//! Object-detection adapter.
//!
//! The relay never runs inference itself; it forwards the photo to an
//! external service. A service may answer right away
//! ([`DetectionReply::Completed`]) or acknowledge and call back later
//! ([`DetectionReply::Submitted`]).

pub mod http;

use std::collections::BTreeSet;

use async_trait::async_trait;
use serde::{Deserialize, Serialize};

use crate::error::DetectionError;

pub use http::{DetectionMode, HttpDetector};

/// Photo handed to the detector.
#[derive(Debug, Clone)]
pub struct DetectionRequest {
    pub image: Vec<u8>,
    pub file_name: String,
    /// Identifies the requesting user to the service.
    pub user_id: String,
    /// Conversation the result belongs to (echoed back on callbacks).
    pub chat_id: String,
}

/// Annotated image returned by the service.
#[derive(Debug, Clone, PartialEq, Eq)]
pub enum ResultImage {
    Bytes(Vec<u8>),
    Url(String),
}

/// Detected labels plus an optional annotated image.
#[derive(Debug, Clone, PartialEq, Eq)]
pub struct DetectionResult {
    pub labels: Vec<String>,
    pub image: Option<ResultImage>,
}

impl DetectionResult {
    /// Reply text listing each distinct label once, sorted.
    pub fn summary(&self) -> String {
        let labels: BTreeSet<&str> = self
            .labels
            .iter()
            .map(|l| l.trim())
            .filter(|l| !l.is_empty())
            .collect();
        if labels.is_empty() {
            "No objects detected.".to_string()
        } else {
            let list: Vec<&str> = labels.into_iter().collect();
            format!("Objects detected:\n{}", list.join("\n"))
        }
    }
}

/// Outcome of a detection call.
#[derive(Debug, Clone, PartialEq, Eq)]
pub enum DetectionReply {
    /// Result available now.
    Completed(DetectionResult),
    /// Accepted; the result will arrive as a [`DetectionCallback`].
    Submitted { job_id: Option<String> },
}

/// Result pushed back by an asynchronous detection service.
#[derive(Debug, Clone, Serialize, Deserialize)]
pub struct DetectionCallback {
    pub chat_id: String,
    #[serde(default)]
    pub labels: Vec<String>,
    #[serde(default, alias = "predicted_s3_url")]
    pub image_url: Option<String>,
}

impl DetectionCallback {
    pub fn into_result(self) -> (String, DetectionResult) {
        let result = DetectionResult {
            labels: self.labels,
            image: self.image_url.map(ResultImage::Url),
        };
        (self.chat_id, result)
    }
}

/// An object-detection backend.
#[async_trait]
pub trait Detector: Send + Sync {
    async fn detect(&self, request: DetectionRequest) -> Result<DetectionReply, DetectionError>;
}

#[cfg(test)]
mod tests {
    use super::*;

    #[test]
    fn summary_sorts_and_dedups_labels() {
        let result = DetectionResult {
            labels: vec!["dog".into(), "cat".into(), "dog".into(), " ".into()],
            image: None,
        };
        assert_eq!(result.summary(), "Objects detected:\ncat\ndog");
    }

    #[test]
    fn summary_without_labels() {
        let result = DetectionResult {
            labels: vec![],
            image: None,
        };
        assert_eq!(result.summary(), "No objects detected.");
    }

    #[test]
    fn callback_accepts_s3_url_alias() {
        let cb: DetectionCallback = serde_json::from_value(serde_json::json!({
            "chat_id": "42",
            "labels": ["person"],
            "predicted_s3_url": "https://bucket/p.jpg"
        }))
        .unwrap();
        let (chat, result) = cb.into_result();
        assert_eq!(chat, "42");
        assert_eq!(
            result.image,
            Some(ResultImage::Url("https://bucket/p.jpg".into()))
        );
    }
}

▬▬▬▬▬▬

Given the data above, which lines hold the string "Completed"? Return them.

**Reply**
//! ([`DetectionReply::Completed`]) or acknowledge and call back later
    Completed(DetectionResult),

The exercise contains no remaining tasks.